Je schwächer sich die US-Wirtschaft allerdings im laufenden Quartal und in den nächsten zwei entwickeln sollte, zumal die Zahl der Corona-Neuinfektionen von einem Rekordhoch zum nächsten steigt, was für Gegenwind für die Konjunktur sorgt, umso mehr müsste die Fed die Geldpolitik lockern, um die Wirtschaft anzukurbeln.
Fed kommt unter Zugzwang
Damit wächst das Risiko, dass die Fed ihr aktuelles Gelddruckprogramm von 120 Mrd. Dollar monatlich aufstocken dürfte, was die Inflation zusätzlich anheizen würde. Dabei wächst die Geldmenge schon jetzt um mehr als 40 Prozent gegenüber dem Vorjahr – das ist Rekord, und beläuft sich auf das Doppelte der Wachstumsrate früherer Krisenzeiten.
Das zeigt, wie schwer die US-Wirtschaft tatsächlich unter der Pandemie leidet und wieviel frisches Geld andauernd notwendig ist, um die Wirtschaft zu stützen.
Genau dieses Umfeld des gigantischen Gelddruckens und damit der rasanten Entwertung des Dollar hatte den Goldpreis in den vergangenen Monaten auf Rekordhochs getrieben, zumal der Dollar auf Talfahrt war. So ist der Dollar Index, der die Entwicklung des Greenback gegenüber sechs wichtigen Währungen, vor allem dem Euro, widerspiegelt auf das niedrigste Niveau seit April 2018 gesunken.
Der Abwärtstrend des Dollar dürfte in den nächsten Monaten weitergehen.
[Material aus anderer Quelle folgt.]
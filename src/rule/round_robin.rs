//! Round-robin selection rule.

use std::sync::atomic::{AtomicUsize, Ordering};

use crate::channel::SharedChannel;
use crate::error::{BalancerError, BalancerResult};
use crate::rule::{first_channel, Rule};

/// Attempts made before falling back to the first channel.
pub const MAX_ATTEMPTS: usize = 10;

/// Round-robin selector.
/// Stores a shared counter to rotate through channels; the counter wraps on overflow.
#[derive(Debug, Default)]
pub struct RoundRobinRule {
    counter: AtomicUsize,
}

impl RoundRobinRule {
    pub fn new() -> Self {
        Self::default()
    }

    fn next_index(&self, len: usize) -> usize {
        // fetch_add wraps, and the unsigned remainder is always in range.
        self.counter.fetch_add(1, Ordering::Relaxed) % len
    }
}

impl Rule for RoundRobinRule {
    fn name(&self) -> &'static str {
        "round_robin"
    }

    fn choose(&self, channels: &[SharedChannel]) -> BalancerResult<SharedChannel> {
        if channels.is_empty() {
            return Err(BalancerError::EmptyChannelSet);
        }

        for _ in 0..MAX_ATTEMPTS {
            let channel = &channels[self.next_index(channels.len())];
            if channel.allows_request() {
                return Ok(channel.clone());
            }
            tracing::debug!(channel = channel.id(), "Channel interrupted, reselecting");
        }

        first_channel(self.name(), channels)
    }
}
Fed kann weiteren deutlichen Zinsanstieg nicht zulassen
Umso mehr kommt es darauf an, wie sich die US-Zinsen in den nächsten Monaten weiter entwickeln. Je stärker die Zinsen für zehnjährige US-Anleihen steigen, umso mehr bremsen sie die hochverschuldete Wirtschaft, das kann die Fed unter keinen Umständen zulassen. Zwar könnte sich die Fed wegen des umstrittenen US-Wahlausgangs erst noch etwas zurückhalten.
Wenn das allerdings endgültig geklärt ist – notfalls durch die Gerichte - und die Zinsen dennoch weiter deutlich steigen sollten, dürfte die Fed schnell zur Tat schreiten, und künftig noch mehr Anleihen kaufen – sprich Geld drucken - als ohnehin schon, um die Zinsen wieder nach unten zu bringen.
Dann wird sich zeigen, wie sich der Goldpreis entwickelt.
EZB dürfte vorlegen
Zudem sollten sich hiesige Anleger darauf einstellen, dass die EZB bei der nächsten Sitzung am 10. Dezember ein großes Maßnahmenpaket verabschieden wird, wie EZB-Chefin Christine Lagarde zuletzt wiederholt signalisiert hat. Dabei dürfte die Notenbank meiner Meinung nach das Pandemie-Notfallankaufprogramm (PEPP) von 1,35 Billionen Euro, das bis Mitte 2021 läuft, auf 2 Billionen Euro aufstocken und es bis Ende 2021 verlängern.
Gleichzeitig dürfte die EZB einmal mehr Billionenschwere Kredite für die Banken ankündigen. Als „i-Tüpfelchen“ könnte die Notenbank den Einlagenzins für die Banken vom Rekordtief von minus 0,50 auf minus 0,60 Prozent senken. Damit gäbe es noch mehr Strafzinsen in der Euro-Zone als ohnehin schon.
Dagegen schützt kaum etwas besser als der Besitz von physischem Gold.